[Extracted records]
use std::io::Cursor;

use calamine::{Reader, Xlsx};
use rust_decimal::Decimal;

use crate::error::NcrbError;
use crate::model::{WideRecord, WideTable};
use crate::normalize::{coerce_number, title_case};

/// Columns a wide sheet must carry, in order.
pub const WIDE_COLUMNS: [&str; 6] = [
    "Sl. No.",
    "State/UT",
    "Number of Suicides",
    "Percentage Share in Total",
    "Projected Mid Year Population",
    "Rate of Suicides",
];

/// Read one wide sheet from xlsx bytes.
///
/// The first row is a header and is skipped. Columns are mapped by position
/// onto [`WIDE_COLUMNS`], so upstream renames do not matter but order does.
/// Cells that are not numbers become `None`; fully blank rows and rows
/// without an entity name are dropped.
pub fn read_wide_sheet(
    bytes: &[u8],
    sheet_name: &str,
    source: &str,
    year: Option<i32>,
) -> Result<WideTable, NcrbError> {
    let cursor = Cursor::new(bytes);
    let mut workbook: Xlsx<_> = calamine::open_workbook_from_rs(cursor)
        .map_err(|e| NcrbError::Workbook(format!("failed to open xlsx: {e}")))?;

    let sheet = workbook
        .worksheet_range(sheet_name)
        .map_err(|e| NcrbError::Workbook(format!("sheet '{sheet_name}' not found: {e}")))?;

    if !sheet.is_empty() && sheet.width() < WIDE_COLUMNS.len() {
        return Err(NcrbError::Workbook(format!(
            "sheet '{sheet_name}' has {} column(s), expected {}",
            sheet.width(),
            WIDE_COLUMNS.len()
        )));
    }

    if let Some(header) = sheet.rows().next() {
        for (expected, cell) in WIDE_COLUMNS.iter().zip(header) {
            let found = cell_as_string(cell).unwrap_or_default();
            if !found.eq_ignore_ascii_case(expected) {
                tracing::debug!(
                    source,
                    sheet_name,
                    expected,
                    found = %found,
                    "header differs, mapping by position"
                );
            }
        }
    }

    let mut rows = Vec::new();
    for (idx, cells) in sheet.rows().enumerate().skip(1) {
        if cells.iter().all(|c| matches!(c, calamine::Data::Empty)) {
            continue;
        }

        let entity = match cells.get(1).and_then(cell_as_string) {
            Some(name) => title_case(&name),
            None => {
                tracing::debug!(source, sheet_name, row = idx + 1, "row without entity name dropped");
                continue;
            }
        };

        rows.push(WideRecord {
            year,
            entity,
            sl_no: cells.first().and_then(cell_as_u32),
            num_suicides: cells.get(2).and_then(cell_as_decimal),
            pct_share: cells.get(3).and_then(cell_as_decimal),
            population: cells.get(4).and_then(cell_as_decimal),
            rate: cells.get(5).and_then(cell_as_decimal),
        });
    }

    Ok(WideTable::new(source, sheet_name, year, rows))
}

fn cell_as_string(cell: &calamine::Data) -> Option<String> {
    match cell {
        calamine::Data::String(s) => {
            let trimmed = s.trim();
            if trimmed.is_empty() {
                None
            } else {
                Some(trimmed.to_string())
            }
        }
        calamine::Data::Empty => None,
        _ => Some(format!("{cell}")),
    }
}

fn cell_as_decimal(cell: &calamine::Data) -> Option<Decimal> {
    match cell {
        calamine::Data::Float(f) => f64_to_decimal(*f),
        calamine::Data::Int(i) => Some(Decimal::from(*i)),
        calamine::Data::String(s) => coerce_number(s),
        _ => None,
    }
}

fn cell_as_u32(cell: &calamine::Data) -> Option<u32> {
    match cell {
        calamine::Data::Int(i) => u32::try_from(*i).ok(),
        calamine::Data::Float(f) if f.fract() == 0.0 && *f >= 0.0 && *f <= u32::MAX as f64 => {
            Some(*f as u32)
        }
        calamine::Data::String(s) => s.trim().parse().ok(),
        _ => None,
    }
}

/// Convert f64 to Decimal, preserving reasonable precision.
///
/// Uses string round-trip to avoid floating-point artifacts
/// (e.g., 0.0035_f64 becoming 0.00349999...). NaN and infinities have no
/// decimal form and yield `None`.
fn f64_to_decimal(f: f64) -> Option<Decimal> {
    if !f.is_finite() {
        return None;
    }
    format!("{f}")
        .parse::<Decimal>()
        .ok()
        .or_else(|| Decimal::try_from(f).ok())
}

#[cfg(test)]
mod tests {
    use super::*;
    use rust_decimal_macros::dec;

    #[test]
    fn f64_to_decimal_preserves_precision() {
        assert_eq!(f64_to_decimal(5.67), Some(dec!(5.67)));
        assert_eq!(f64_to_decimal(1234.0), Some(dec!(1234)));
        assert_eq!(f64_to_decimal(890.12), Some(dec!(890.12)));
    }

    #[test]
    fn f64_to_decimal_rejects_nan() {
        assert_eq!(f64_to_decimal(f64::NAN), None);
        assert_eq!(f64_to_decimal(f64::INFINITY), None);
    }

    #[test]
    fn numeric_cells_coerce_or_null() {
        assert_eq!(cell_as_decimal(&calamine::Data::Int(7)), Some(dec!(7)));
        assert_eq!(
            cell_as_decimal(&calamine::Data::String(" 3.45 ".into())),
            Some(dec!(3.45))
        );
        assert_eq!(cell_as_decimal(&calamine::Data::String("N.A.".into())), None);
        assert_eq!(cell_as_decimal(&calamine::Data::Empty), None);
        assert_eq!(cell_as_decimal(&calamine::Data::Bool(true)), None);
    }

    #[test]
    fn serial_cells() {
        assert_eq!(cell_as_u32(&calamine::Data::Float(12.0)), Some(12));
        assert_eq!(cell_as_u32(&calamine::Data::Float(1.5)), None);
        assert_eq!(cell_as_u32(&calamine::Data::String("4".into())), Some(4));
    }

    const ADSI_2021: &[u8] = include_bytes!("../../tests/fixtures/adsi_2021.xlsx");

    #[test]
    fn reads_states_sheet_by_position() {
        let table = read_wide_sheet(ADSI_2021, "States", "adsi_2021.xlsx", Some(2021)).unwrap();
        assert_eq!(table.section, "States");
        assert_eq!(table.year, Some(2021));

        let entities: Vec<&str> = table.rows.iter().map(|r| r.entity.as_str()).collect();
        assert_eq!(entities, vec!["Andhra Pradesh", "Bihar", "Goa"]);

        let andhra = &table.rows[0];
        assert_eq!(andhra.sl_no, Some(1));
        assert_eq!(andhra.num_suicides, Some(dec!(1234)));
        assert_eq!(andhra.pct_share, Some(dec!(5.67)));
        assert_eq!(andhra.population, Some(dec!(890.12)));
        assert_eq!(andhra.rate, Some(dec!(3.45)));
        assert!(table.rows.iter().all(|r| r.year == Some(2021)));
    }

    #[test]
    fn not_applicable_cell_becomes_none() {
        let table = read_wide_sheet(ADSI_2021, "States", "adsi_2021.xlsx", None).unwrap();
        let bihar = &table.rows[1];
        assert_eq!(bihar.num_suicides, Some(dec!(940)));
        assert_eq!(bihar.pct_share, None);
        assert_eq!(bihar.population, Some(dec!(1237.36)));
    }

    #[test]
    fn missing_sheet_is_workbook_error() {
        let err = read_wide_sheet(ADSI_2021, "Districts", "adsi_2021.xlsx", None).unwrap_err();
        assert!(matches!(err, NcrbError::Workbook(_)));
    }

    #[test]
    fn invalid_bytes_are_workbook_error() {
        let err = read_wide_sheet(b"not a zip", "States", "x.xlsx", None).unwrap_err();
        assert!(matches!(err, NcrbError::Workbook(_)));
    }
}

Exercise objective → Within the records above, find every line holding the word "order" and give the total as a bare number.

Exercise response → 2